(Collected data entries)
——————————
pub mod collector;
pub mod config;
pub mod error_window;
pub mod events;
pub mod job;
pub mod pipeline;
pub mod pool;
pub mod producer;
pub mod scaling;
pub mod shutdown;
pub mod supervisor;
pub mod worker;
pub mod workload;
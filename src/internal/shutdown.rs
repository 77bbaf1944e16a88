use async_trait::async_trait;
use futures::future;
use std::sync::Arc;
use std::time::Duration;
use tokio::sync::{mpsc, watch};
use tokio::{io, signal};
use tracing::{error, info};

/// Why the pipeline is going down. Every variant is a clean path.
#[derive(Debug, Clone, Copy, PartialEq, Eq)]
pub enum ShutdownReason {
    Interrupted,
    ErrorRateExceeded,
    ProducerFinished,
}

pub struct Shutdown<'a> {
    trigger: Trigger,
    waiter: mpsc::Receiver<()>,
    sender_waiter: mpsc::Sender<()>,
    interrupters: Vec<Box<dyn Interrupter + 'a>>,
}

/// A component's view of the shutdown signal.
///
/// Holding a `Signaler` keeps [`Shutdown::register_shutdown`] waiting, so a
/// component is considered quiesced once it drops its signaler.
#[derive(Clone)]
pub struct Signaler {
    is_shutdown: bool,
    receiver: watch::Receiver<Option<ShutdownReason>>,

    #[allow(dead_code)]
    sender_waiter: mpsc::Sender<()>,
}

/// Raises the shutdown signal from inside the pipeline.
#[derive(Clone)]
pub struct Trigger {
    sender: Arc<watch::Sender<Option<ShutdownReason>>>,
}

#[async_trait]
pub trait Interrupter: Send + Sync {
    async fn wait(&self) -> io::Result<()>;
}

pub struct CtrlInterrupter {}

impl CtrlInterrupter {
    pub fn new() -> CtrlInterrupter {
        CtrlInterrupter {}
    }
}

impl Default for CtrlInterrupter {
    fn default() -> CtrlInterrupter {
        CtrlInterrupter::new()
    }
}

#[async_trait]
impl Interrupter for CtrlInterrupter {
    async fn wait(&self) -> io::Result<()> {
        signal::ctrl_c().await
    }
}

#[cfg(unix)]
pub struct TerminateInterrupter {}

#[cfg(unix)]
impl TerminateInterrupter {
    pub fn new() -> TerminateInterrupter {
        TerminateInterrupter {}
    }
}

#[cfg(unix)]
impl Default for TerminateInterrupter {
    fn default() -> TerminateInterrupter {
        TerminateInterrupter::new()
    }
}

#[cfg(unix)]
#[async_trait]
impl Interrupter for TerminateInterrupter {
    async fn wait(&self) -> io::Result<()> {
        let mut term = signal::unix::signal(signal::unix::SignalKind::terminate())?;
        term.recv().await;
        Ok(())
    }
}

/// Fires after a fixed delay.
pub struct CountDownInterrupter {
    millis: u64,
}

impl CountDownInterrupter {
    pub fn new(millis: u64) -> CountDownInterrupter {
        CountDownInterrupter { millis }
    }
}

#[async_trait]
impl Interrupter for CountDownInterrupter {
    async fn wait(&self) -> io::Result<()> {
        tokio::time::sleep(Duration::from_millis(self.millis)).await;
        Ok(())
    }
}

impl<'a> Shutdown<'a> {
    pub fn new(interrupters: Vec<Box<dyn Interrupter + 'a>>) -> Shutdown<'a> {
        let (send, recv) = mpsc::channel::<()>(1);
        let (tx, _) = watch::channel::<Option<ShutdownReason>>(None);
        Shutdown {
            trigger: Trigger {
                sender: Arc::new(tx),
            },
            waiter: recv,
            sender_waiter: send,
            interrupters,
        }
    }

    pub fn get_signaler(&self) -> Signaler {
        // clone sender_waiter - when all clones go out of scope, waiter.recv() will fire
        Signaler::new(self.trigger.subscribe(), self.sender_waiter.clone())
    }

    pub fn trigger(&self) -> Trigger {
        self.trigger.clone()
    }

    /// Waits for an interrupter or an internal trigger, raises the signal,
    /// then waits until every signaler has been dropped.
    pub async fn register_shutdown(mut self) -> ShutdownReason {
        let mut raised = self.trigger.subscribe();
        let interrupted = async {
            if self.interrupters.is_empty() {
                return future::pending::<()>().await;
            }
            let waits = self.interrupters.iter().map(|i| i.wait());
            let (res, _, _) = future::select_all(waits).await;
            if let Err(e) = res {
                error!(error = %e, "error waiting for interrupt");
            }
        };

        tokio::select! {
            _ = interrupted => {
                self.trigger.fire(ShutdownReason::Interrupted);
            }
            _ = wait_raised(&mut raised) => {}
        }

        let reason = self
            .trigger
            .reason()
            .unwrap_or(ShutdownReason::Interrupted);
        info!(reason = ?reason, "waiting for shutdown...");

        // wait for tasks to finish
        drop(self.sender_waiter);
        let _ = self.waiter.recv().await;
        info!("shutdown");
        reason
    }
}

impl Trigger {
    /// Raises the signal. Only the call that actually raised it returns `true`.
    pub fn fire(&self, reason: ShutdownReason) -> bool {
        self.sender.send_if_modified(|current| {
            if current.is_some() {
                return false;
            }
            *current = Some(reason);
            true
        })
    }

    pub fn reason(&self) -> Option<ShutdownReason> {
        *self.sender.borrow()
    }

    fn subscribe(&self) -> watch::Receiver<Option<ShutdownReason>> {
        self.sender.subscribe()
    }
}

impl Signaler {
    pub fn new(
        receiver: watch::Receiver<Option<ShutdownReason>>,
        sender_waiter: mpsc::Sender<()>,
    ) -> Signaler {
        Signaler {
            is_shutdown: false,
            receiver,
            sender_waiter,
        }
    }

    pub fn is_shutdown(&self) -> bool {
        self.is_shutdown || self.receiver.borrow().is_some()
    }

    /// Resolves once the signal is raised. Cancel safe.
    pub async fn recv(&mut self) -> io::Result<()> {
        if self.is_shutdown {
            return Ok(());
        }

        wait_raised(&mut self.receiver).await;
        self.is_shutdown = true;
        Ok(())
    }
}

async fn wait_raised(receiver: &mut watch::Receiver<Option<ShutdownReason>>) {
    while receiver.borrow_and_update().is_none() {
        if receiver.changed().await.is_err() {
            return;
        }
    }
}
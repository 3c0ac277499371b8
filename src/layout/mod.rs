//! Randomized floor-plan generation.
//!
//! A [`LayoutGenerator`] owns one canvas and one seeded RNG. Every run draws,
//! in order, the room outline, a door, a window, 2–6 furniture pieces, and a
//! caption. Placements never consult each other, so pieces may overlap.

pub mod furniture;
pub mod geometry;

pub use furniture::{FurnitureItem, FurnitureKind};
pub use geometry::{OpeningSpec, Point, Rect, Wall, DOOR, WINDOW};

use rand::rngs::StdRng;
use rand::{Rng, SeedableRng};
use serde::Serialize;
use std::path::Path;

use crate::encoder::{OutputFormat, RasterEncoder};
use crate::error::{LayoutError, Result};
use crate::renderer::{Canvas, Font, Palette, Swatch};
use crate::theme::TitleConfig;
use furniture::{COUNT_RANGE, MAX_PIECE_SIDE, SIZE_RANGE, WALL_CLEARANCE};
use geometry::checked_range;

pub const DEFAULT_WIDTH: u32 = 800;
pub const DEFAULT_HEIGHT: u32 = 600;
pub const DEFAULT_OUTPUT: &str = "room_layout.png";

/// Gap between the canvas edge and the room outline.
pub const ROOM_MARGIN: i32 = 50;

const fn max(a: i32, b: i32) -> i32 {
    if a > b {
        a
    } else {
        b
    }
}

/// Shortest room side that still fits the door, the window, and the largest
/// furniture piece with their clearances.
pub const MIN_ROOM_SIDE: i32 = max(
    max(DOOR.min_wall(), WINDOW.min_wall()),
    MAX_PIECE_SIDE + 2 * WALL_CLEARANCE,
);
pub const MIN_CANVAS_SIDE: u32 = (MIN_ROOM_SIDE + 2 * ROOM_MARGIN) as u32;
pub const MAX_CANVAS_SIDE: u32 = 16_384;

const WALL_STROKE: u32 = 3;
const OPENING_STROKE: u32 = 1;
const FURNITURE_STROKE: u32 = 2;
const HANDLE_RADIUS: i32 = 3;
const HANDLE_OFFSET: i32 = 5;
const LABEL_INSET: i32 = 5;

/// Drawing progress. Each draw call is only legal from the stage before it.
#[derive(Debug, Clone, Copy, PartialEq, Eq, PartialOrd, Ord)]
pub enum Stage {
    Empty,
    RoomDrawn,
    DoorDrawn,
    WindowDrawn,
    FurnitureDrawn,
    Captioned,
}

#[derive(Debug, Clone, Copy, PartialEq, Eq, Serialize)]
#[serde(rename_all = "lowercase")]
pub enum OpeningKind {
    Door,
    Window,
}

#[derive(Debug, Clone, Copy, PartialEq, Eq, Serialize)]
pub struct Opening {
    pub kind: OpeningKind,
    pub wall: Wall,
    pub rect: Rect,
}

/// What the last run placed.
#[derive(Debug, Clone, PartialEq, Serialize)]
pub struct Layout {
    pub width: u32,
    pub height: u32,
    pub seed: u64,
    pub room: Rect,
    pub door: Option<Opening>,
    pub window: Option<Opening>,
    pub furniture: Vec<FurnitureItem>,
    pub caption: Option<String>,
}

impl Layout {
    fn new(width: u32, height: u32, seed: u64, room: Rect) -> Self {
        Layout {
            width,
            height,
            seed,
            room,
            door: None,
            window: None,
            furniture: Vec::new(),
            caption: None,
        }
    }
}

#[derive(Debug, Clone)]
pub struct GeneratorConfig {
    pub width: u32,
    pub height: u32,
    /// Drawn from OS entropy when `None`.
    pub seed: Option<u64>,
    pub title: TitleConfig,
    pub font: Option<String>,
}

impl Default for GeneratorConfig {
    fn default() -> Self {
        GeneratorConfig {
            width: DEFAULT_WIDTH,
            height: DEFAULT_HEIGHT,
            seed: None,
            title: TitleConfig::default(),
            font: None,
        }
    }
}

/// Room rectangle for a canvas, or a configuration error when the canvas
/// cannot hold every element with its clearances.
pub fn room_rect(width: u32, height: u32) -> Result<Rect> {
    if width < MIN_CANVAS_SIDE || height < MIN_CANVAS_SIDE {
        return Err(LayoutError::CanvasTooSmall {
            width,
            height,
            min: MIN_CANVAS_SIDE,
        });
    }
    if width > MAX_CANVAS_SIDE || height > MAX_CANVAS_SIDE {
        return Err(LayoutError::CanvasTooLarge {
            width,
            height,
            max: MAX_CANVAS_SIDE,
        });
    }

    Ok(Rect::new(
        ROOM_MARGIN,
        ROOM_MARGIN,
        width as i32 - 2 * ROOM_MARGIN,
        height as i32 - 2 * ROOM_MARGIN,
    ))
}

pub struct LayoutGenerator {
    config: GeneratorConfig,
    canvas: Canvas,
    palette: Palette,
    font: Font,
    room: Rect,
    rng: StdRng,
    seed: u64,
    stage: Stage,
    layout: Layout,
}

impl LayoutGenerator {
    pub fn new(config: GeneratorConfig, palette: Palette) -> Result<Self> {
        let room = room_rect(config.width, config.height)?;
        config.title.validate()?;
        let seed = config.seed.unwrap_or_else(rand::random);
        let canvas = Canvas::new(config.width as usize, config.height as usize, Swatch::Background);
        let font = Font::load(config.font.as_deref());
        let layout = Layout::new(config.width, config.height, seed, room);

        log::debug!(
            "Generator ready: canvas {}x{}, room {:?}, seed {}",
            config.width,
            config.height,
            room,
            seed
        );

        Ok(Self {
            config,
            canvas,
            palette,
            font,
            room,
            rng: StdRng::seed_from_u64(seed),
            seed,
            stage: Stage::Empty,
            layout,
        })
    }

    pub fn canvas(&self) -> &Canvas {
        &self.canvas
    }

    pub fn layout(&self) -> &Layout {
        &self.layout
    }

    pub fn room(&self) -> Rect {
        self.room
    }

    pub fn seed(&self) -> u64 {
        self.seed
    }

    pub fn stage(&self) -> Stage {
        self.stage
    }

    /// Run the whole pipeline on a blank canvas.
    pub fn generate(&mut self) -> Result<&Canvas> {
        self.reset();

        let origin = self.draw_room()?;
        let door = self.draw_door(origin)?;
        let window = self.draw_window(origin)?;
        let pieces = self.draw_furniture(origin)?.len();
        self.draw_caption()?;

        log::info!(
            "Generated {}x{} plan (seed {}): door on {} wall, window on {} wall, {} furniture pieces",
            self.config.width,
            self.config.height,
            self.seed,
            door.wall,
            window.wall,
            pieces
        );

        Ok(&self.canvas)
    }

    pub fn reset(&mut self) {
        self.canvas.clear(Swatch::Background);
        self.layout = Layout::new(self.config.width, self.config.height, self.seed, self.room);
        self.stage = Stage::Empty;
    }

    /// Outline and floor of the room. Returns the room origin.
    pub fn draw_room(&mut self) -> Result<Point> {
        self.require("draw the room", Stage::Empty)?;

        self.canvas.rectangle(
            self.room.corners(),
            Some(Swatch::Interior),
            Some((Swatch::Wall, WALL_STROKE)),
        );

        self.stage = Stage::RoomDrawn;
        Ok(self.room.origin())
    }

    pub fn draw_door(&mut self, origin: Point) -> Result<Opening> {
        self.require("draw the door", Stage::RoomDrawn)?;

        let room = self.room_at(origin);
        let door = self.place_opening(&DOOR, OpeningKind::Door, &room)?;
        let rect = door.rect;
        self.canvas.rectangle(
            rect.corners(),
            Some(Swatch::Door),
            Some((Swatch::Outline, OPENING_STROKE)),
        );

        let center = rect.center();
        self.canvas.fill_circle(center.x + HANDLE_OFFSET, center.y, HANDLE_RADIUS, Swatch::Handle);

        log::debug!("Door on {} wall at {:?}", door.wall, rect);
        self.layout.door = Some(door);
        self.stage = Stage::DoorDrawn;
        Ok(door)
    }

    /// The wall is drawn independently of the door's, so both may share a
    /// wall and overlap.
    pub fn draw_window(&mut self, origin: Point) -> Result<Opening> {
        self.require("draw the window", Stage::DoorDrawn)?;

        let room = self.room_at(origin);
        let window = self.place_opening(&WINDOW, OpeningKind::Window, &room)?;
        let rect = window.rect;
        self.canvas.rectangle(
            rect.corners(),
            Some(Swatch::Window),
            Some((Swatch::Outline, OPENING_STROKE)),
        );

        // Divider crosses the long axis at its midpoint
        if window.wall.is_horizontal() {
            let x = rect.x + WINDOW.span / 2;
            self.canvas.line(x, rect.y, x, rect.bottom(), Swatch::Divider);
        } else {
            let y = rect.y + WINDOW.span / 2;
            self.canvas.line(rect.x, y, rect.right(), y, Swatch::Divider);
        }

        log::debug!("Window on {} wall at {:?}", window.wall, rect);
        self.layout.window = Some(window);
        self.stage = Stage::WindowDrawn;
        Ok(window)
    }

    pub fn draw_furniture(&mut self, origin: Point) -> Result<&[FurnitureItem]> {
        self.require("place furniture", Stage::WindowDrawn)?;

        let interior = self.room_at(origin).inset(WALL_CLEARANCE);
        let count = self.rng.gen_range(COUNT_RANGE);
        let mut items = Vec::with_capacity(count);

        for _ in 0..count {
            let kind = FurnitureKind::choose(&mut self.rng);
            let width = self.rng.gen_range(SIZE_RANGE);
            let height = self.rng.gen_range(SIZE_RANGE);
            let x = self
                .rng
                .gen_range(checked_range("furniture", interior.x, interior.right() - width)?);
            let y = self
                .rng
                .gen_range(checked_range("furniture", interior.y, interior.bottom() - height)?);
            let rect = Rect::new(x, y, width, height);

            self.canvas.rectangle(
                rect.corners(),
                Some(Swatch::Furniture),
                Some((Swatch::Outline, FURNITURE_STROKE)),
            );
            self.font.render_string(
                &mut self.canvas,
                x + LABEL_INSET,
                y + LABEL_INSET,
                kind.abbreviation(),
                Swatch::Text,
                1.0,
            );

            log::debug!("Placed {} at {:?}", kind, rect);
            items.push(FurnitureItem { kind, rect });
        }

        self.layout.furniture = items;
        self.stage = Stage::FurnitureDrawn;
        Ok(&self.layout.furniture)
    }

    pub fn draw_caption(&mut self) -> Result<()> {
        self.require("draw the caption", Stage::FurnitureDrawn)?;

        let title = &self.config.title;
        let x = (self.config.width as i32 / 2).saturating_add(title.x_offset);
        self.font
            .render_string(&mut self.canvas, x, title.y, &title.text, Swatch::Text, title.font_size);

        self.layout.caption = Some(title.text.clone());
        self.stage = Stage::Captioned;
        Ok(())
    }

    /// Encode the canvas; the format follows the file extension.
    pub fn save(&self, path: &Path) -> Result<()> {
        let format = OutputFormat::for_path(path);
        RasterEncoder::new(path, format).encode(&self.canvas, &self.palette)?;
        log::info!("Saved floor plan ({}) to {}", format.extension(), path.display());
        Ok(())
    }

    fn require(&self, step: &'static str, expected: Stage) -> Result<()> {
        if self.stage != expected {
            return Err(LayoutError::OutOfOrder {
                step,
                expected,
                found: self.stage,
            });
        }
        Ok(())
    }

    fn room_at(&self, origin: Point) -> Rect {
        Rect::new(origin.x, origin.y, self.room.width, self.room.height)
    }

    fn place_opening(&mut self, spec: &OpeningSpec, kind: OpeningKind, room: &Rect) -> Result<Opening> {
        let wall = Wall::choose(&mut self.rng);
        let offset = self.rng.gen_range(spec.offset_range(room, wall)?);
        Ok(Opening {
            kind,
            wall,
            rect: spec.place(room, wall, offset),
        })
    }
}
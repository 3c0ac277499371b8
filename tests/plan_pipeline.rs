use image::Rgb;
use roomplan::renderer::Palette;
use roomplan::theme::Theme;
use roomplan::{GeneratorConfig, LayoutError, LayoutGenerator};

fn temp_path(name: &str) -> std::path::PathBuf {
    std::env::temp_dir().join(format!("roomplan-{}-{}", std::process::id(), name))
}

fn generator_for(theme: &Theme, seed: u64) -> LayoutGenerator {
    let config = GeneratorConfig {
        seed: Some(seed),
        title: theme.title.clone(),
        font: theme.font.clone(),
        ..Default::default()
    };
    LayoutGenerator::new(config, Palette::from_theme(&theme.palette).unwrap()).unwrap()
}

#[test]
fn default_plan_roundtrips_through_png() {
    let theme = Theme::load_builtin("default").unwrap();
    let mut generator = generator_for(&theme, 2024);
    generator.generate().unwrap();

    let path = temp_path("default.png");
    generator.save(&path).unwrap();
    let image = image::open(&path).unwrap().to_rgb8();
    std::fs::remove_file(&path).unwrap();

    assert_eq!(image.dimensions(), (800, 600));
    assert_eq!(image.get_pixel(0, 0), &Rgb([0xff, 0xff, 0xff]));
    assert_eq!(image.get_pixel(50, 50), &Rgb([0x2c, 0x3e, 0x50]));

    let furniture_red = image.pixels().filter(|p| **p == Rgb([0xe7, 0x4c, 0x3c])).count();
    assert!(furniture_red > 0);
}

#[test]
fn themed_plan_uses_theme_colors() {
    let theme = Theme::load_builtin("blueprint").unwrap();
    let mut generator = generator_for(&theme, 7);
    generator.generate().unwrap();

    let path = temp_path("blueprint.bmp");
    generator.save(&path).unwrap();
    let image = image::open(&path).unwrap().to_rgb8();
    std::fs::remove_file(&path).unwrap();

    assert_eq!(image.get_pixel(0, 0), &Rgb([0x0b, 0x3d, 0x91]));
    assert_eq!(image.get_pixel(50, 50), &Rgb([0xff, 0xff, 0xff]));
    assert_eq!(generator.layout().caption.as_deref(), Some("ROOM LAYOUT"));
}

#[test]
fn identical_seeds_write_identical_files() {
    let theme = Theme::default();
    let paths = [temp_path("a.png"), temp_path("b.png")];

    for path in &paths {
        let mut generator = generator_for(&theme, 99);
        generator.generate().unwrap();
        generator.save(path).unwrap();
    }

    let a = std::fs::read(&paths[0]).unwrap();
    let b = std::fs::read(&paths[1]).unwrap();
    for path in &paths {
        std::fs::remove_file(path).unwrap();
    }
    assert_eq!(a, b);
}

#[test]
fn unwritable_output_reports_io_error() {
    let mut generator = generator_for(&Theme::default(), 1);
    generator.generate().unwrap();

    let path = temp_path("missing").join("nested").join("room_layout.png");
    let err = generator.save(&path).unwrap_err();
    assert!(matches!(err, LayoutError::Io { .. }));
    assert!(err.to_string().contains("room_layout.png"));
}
——————————
Your objective
Only a number is expected here: how many lines above contain the word "floor".

Exercise output
3